The plane landed at Kennedy International Airport and my trip through a world of intimidating fear, paranoia, and formless dread began, but first I looked for a McDonald’s. There were none; you may have missed this, but I have noticed that the departures areas of international airports are packed with every fast food outlet, bookstore, coffee shop, and duty free liquor store known to humanity; the arrivals areas are devoid of economic life, the reason being, I suppose, that the people who run the airports want you to go away, get lost, vamoose, scram already, and to do all of these things immediately, if not sooner. Damn, I thought to myself. I would not be able to put off my confrontation with U. S. Customs. I marched down the halls to the baggage carousel with all the determination of a thief trying to brass his way out of a botched bank job. At the carousel I waited. I waited some more. Then I waited some more. The baggage handlers, sick sadistic fiends that they are, did not want me to get on with it, but to stay in this miserable friendless place surrounded by watchful eyes ready to pounce on the hapless olive oil smuggler.
At excruciating length my bags appeared and I picked them up; a sudden feeling of doom came over me. It occurred to me that I could have left the bags and fled for the hills and no one would ever know my guilty secret. But if I had, then the cold and ruthless men who had lured me into a life of crime would hunt me down and terminate my employment with extreme prejudice. Hung on the horns of a dilemma, I took the bags and headed for Customs.

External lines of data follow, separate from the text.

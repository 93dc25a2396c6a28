//! Airstrike scenarios: a squad of bombers sent over a target point.
//!
//! A scenario is loaded from JSON. Launching it spawns the squad in line
//! abreast on the approach bearing, aims every bomber at its own lane over
//! the target, and puts the squad straight into the world. The bombers
//! keep flying past the target until they leave the world radius.

use glam::DVec2;
use hecs::{Entity, World};
use log::info;
use rand::Rng;
use rand_chacha::ChaCha8Rng;
use serde::{Deserialize, Serialize};

use airstrike_core::commands::BomberSpawn;
use airstrike_core::components::WeaponSpec;
use airstrike_core::constants::*;
use airstrike_core::types::Position;
use airstrike_terrain::{synthetic_ridge, HeightMap, HeightMapHeader, TerrainError};

use crate::error::SimError;
use crate::systems::schedule::ScheduledCommand;
use crate::world_setup;

/// Terrain a scenario is played on.
#[derive(Debug, Clone, PartialEq, Serialize, Deserialize)]
#[serde(tag = "kind")]
pub enum TerrainSpec {
    /// Level ground at a single elevation.
    Flat {
        #[serde(default)]
        elevation: f32,
        size: u32,
        cell_size: f64,
    },
    /// East-west ridge, see [`synthetic_ridge`].
    Ridge {
        size: u32,
        cell_size: f64,
        ridge_y: f64,
        peak: f64,
    },
}

impl Default for TerrainSpec {
    fn default() -> Self {
        Self::Flat {
            elevation: 0.0,
            size: 601,
            cell_size: 100.0,
        }
    }
}

impl TerrainSpec {
    pub fn build(&self) -> Result<HeightMap, TerrainError> {
        match *self {
            TerrainSpec::Flat {
                elevation,
                size,
                cell_size,
            } => HeightMap::flat(HeightMapHeader::centered(cell_size, size, size), elevation),
            TerrainSpec::Ridge {
                size,
                cell_size,
                ridge_y,
                peak,
            } => synthetic_ridge(size, cell_size, ridge_y, peak),
        }
    }
}

/// A scripted airstrike.
#[derive(Debug, Clone, PartialEq, Serialize, Deserialize)]
#[serde(default)]
pub struct AirstrikeScenario {
    pub name: String,
    /// Point the squad is sent to bomb.
    pub target: Position,
    /// Direction the squad flies in over the target (radians, 0 = North).
    pub approach_bearing: f64,
    pub squad_size: u32,
    /// Lateral distance between neighbouring bombers (meters).
    pub spacing: f64,
    /// Cruise height above the target (meters).
    pub altitude: f64,
    pub speed: f64,
    /// How far before the target the squad appears (meters).
    pub spawn_distance: f64,
    pub facing_tolerance: f64,
    pub weapons: Vec<WeaponSpec>,
    /// Maximum random along-track offset per bomber (meters).
    /// Zero keeps the squad in a perfect line.
    pub stagger: f64,
    pub terrain: TerrainSpec,
    /// Extra commands to issue during the run.
    pub schedule: Vec<ScheduledCommand>,
}

impl Default for AirstrikeScenario {
    fn default() -> Self {
        Self {
            name: "Airstrike".to_string(),
            target: Position::default(),
            approach_bearing: 0.0,
            squad_size: 1,
            spacing: SQUAD_SPACING,
            altitude: BOMBER_ALTITUDE,
            speed: BOMBER_SPEED,
            spawn_distance: BOMBER_SPAWN_DISTANCE,
            facing_tolerance: DEFAULT_FACING_TOLERANCE,
            weapons: vec![WeaponSpec::default()],
            stagger: 0.0,
            terrain: TerrainSpec::default(),
            schedule: Vec::new(),
        }
    }
}

impl AirstrikeScenario {
    pub fn from_json(json: &str) -> Result<Self, SimError> {
        Ok(serde_json::from_str(json)?)
    }

    /// Spawn parameters for every bomber in the squad, left to right.
    pub fn formation(&self, rng: &mut ChaCha8Rng) -> Vec<BomberSpawn> {
        let (sin, cos) = self.approach_bearing.sin_cos();
        let forward = DVec2::new(sin, cos);
        let right = DVec2::new(cos, -sin);
        let center = (self.squad_size.max(1) - 1) as f64 / 2.0;

        (0..self.squad_size)
            .map(|i| {
                let lateral = (i as f64 - center) * self.spacing;
                let jitter = if self.stagger > 0.0 {
                    rng.gen_range(-self.stagger..=self.stagger)
                } else {
                    0.0
                };

                let aim = self.target.horizontal() + right * lateral;
                let start = aim - forward * (self.spawn_distance + jitter);

                BomberSpawn {
                    position: Position::new(start.x, start.y, self.target.z + self.altitude),
                    heading: self.approach_bearing,
                    speed: self.speed,
                    facing_tolerance: self.facing_tolerance,
                    weapons: self.weapons.clone(),
                    target: Some(Position::new(aim.x, aim.y, self.target.z)),
                    in_world: true,
                }
            })
            .collect()
    }
}

/// Spawn the scenario's squad into the world.
pub fn launch(world: &mut World, rng: &mut ChaCha8Rng, scenario: &AirstrikeScenario) -> Vec<Entity> {
    let squad: Vec<Entity> = scenario
        .formation(rng)
        .iter()
        .map(|spawn| world_setup::spawn_bomber(world, spawn))
        .collect();

    info!(
        "{}: {} bomber(s) inbound on bearing {:.0} deg",
        scenario.name,
        squad.len(),
        scenario.approach_bearing.to_degrees()
    );
    squad
}
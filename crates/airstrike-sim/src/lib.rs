//! Simulation engine for AIRSTRIKE.
//!
//! Owns the hecs ECS world, the terrain, and the per-tick schedule that
//! drives scripted bombers, their bombs, and the lockstep sync hash.

pub mod armament;
pub mod engine;
pub mod error;
pub mod scenario;
pub mod systems;
pub mod world_setup;

pub use airstrike_core as core;
pub use engine::{SimConfig, SimulationEngine};
pub use error::SimError;

#[cfg(test)]
mod tests;
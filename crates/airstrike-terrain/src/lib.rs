//! Terrain for AIRSTRIKE.
//!
//! A deformable sim-space heightmap answering the ground-height queries
//! the attack logic makes each tick.

pub use airstrike_core as core;

pub mod error;
pub mod grid;
pub mod synthetic;

// Re-export key types for convenience.
pub use error::TerrainError;
pub use grid::{HeightMap, HeightMapHeader};
pub use synthetic::synthetic_ridge;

I got on the line for American citizens and waited as the line drew ever closer to the inspector. When my turn came I marched forward, prepared to lie, cheat, steal, and kill in order to get my olive oil (I’d started to think of the oil in my trousers as mine, even though it would never be, in any meaningful sense) into the United States. The inspector, a cheerful young woman, welcomed me back to the United States and looked at my passport. She ran it under some kind of optical device and then handed it back to me. The tension stretched my nerves to their limit as I expected momentarily the sudden arrival of Customs agents the size of linebackers who would escort me to a back room of the airport, where they would beat the truth about my smuggling out of me. I picked up my bags and said, “Thank you.” I walked away, the sweat running down my back in marathons, staining my shirt. I headed for the exit, my muscles straining as I awaited the tackle by Treasury agents that would end my life of crime before it’d really gotten off the ground and send me to federal prison for life. I thought that I might crack under the strain and go mad then and there. I passed through the doors and a man said, “Taxi, mister?” “No,” I screamed, “don’t beat me, I confess.” “Okay, mister, you confess, but do you need a taxi? Thirty dollars into the city.” “Oh,” I said. “Okay.”